TASK ITEM: Your answer should be every line of the records that contains the word "None", copied as it stands.

(Stored data entries)
# # # # #
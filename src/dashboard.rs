//! Display rules for the dashboard pages.
//!
//! Loading of the data each page needs, date navigation, the category filter,
//! and the small amount of arithmetic the stats panel and article views do.

use chrono::{DateTime, Duration, NaiveDate, Utc};
use thiserror::Error;
use tracing::{error, warn};

use crate::client::ApiClient;
use crate::error::ApiError;
use crate::models::{Category, DailyDigest, Newsletter, Sentiment, Stats};

pub const DIGEST_LOAD_ERROR: &str =
    "Failed to load news digest. Make sure the backend is running.";
pub const NEWSLETTER_EMPTY_MESSAGE: &str =
    "No newsletter available yet. Trigger a fetch to load the latest tl;dr sec newsletter.";
pub const STATS_UNAVAILABLE_MESSAGE: &str = "Unable to load statistics";

const DATE_PARAM_FORMAT: &str = "%Y-%m-%d";

/// The digest for one date plus the dates that have a digest.
#[derive(Debug, Clone, PartialEq)]
pub struct DigestLoad {
    pub digest: DailyDigest,
    pub available_dates: Vec<String>,
}

/// Either half of the digest load failed. The cause is kept for logging but
/// never shown.
#[derive(Debug, Error)]
#[error("Failed to load news digest. Make sure the backend is running.")]
pub struct DigestLoadError(#[source] pub ApiError);

/// Fetch the digest for `date` and the available dates concurrently.
///
/// A failure in either request fails the whole load.
pub async fn load_digest(
    client: &ApiClient,
    date: NaiveDate,
) -> Result<DigestLoad, DigestLoadError> {
    let date_param = format_date_param(date);
    let (digest, dates) = tokio::try_join!(
        client.daily_digest(Some(&date_param)),
        client.available_dates(),
    )
    .map_err(|e| {
        error!("Failed to fetch digest for {}: {}", date_param, e);
        DigestLoadError(e)
    })?;

    Ok(DigestLoad {
        digest,
        available_dates: dates.dates,
    })
}

/// Stats for the side panel; `None` when they could not be loaded.
pub async fn load_stats(client: &ApiClient) -> Option<Stats> {
    match client.stats().await {
        Ok(stats) => Some(stats),
        Err(e) => {
            error!("Failed to fetch stats: {}", e);
            None
        }
    }
}

/// Latest newsletter; a failure is the normal "nothing fetched yet" state.
pub async fn load_newsletter(client: &ApiClient) -> Option<Newsletter> {
    match client.latest_newsletter().await {
        Ok(newsletter) => Some(newsletter),
        Err(e) => {
            warn!("No newsletter available: {}", e);
            None
        }
    }
}

pub fn format_date_param(date: NaiveDate) -> String {
    date.format(DATE_PARAM_FORMAT).to_string()
}

/// Date requested in a `?date=` parameter; missing or malformed means today.
pub fn parse_date_param(raw: Option<&str>, today: NaiveDate) -> NaiveDate {
    raw.and_then(|s| NaiveDate::parse_from_str(s.trim(), DATE_PARAM_FORMAT).ok())
        .unwrap_or(today)
}

pub fn is_today(date: NaiveDate, today: NaiveDate) -> bool {
    date == today
}

/// Label on the date selector: "Today" or e.g. "Oct 18, 2026".
pub fn date_label(date: NaiveDate, today: NaiveDate) -> String {
    if is_today(date, today) {
        "Today".to_string()
    } else {
        date.format("%b %-d, %Y").to_string()
    }
}

/// One entry of the archive date list.
#[derive(Debug, Clone, PartialEq, Eq)]
pub struct ArchiveDate {
    pub value: String,
    pub label: String,
    pub year: String,
    pub selected: bool,
}

/// Archive entries for the date dropdown. Today has its own entry and is
/// skipped here, as are dates that do not parse.
pub fn archive_dates(
    dates: &[String],
    selected: NaiveDate,
    today: NaiveDate,
) -> Vec<ArchiveDate> {
    dates
        .iter()
        .filter_map(|raw| NaiveDate::parse_from_str(raw, DATE_PARAM_FORMAT).ok())
        .filter(|date| !is_today(*date, today))
        .map(|date| ArchiveDate {
            value: format_date_param(date),
            label: date.format("%A, %b %-d").to_string(),
            year: date.format("%Y").to_string(),
            selected: date == selected,
        })
        .collect()
}

/// Filter after clicking `clicked` while `active` is set. Clicking the active
/// category clears the filter.
pub fn toggle_filter(active: Option<Category>, clicked: Option<Category>) -> Option<Category> {
    if active == clicked {
        None
    } else {
        clicked
    }
}

/// Categories to render, in display order.
pub fn displayed_categories(active: Option<Category>) -> Vec<Category> {
    Category::ALL
        .into_iter()
        .filter(|c| active.map_or(true, |a| a == *c))
        .collect()
}

/// Average Gregorian month, used to count whole months in a span.
const SECONDS_PER_MONTH: f64 = 365.25 / 12.0 * 86_400.0;

fn plural(count: i64, unit: &str) -> String {
    if count == 1 {
        format!("1 {unit}")
    } else {
        format!("{count} {unit}s")
    }
}

/// Human phrasing of a span of time, e.g. "5 minutes" or "about 3 hours".
pub fn humanize_distance(distance: Duration) -> String {
    let seconds = distance.num_seconds().abs();
    let minutes = (seconds as f64 / 60.0).round() as i64;

    if seconds < 30 {
        "less than a minute".to_string()
    } else if minutes < 2 {
        "1 minute".to_string()
    } else if minutes < 45 {
        plural(minutes, "minute")
    } else if minutes < 90 {
        "about 1 hour".to_string()
    } else if minutes < 1440 {
        let hours = (minutes as f64 / 60.0).round() as i64;
        format!("about {}", plural(hours, "hour"))
    } else if minutes < 2520 {
        "1 day".to_string()
    } else if minutes < 43_200 {
        let days = (minutes as f64 / 1440.0).round() as i64;
        plural(days, "day")
    } else if minutes < 86_400 {
        let months = (minutes as f64 / 43_200.0).round() as i64;
        format!("about {}", plural(months, "month"))
    } else {
        let whole_months = (seconds as f64 / SECONDS_PER_MONTH).floor() as i64;
        if whole_months < 12 {
            let months = (minutes as f64 / 43_200.0).round() as i64;
            return plural(months, "month");
        }
        let years = whole_months / 12;
        match whole_months % 12 {
            0..=2 => format!("about {}", plural(years, "year")),
            3..=8 => format!("over {}", plural(years, "year")),
            _ => format!("almost {}", plural(years + 1, "year")),
        }
    }
}

/// "3 hours ago" style phrasing of `at` relative to `now`.
pub fn relative_time(at: DateTime<Utc>, now: DateTime<Utc>) -> String {
    let distance = humanize_distance(now - at);
    if at > now {
        format!("in {distance}")
    } else {
        format!("{distance} ago")
    }
}

pub fn last_fetch_label(stats: &Stats, now: DateTime<Utc>) -> String {
    match &stats.last_fetch {
        Some(fetch) => format!("{} ago", humanize_distance(now - fetch.started_at)),
        None => "Never".to_string(),
    }
}

/// Estimated next backend sync: one fetch interval after the last fetch
/// started. `None` when nothing has been fetched yet.
pub fn next_sync_label(stats: &Stats, now: DateTime<Utc>) -> Option<String> {
    let last = stats.last_fetch.as_ref()?;
    let next = last.started_at + Duration::hours(i64::from(stats.fetch_interval_hours));
    if next > now {
        Some(format!("in {}", humanize_distance(next - now)))
    } else {
        Some("soon".to_string())
    }
}

/// Rounded share of `count` in `total`, 0 when `total` is 0.
pub fn category_share(count: u32, total: u32) -> u32 {
    if total == 0 {
        return 0;
    }
    (f64::from(count) / f64::from(total) * 100.0).round() as u32
}

pub fn processed_percent(stats: &Stats) -> u32 {
    category_share(stats.processed_articles, stats.total_articles)
}

/// Relevance as a whole percentage. A missing or zero score shows nothing.
pub fn relevance_percent(score: Option<f64>) -> Option<u32> {
    score
        .filter(|s| *s != 0.0)
        .map(|s| (s * 100.0).round() as u32)
}

pub fn sentiment_label(sentiment: Option<Sentiment>) -> &'static str {
    match sentiment {
        Some(Sentiment::Positive) => "Positive Outlook",
        Some(Sentiment::Negative) => "Negative Outlook",
        _ => "Neutral",
    }
}

pub fn sentiment_emoji(sentiment: Option<Sentiment>) -> &'static str {
    match sentiment {
        Some(Sentiment::Positive) => "📈",
        Some(Sentiment::Negative) => "📉",
        _ => "📊",
    }
}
# # # # #
REPLY TO THE EXERCISE:
/// Stats for the side panel; `None` when they could not be loaded.
            None
            None
        None
        None => "Never".to_string(),
/// started. `None` when nothing has been fetched yet.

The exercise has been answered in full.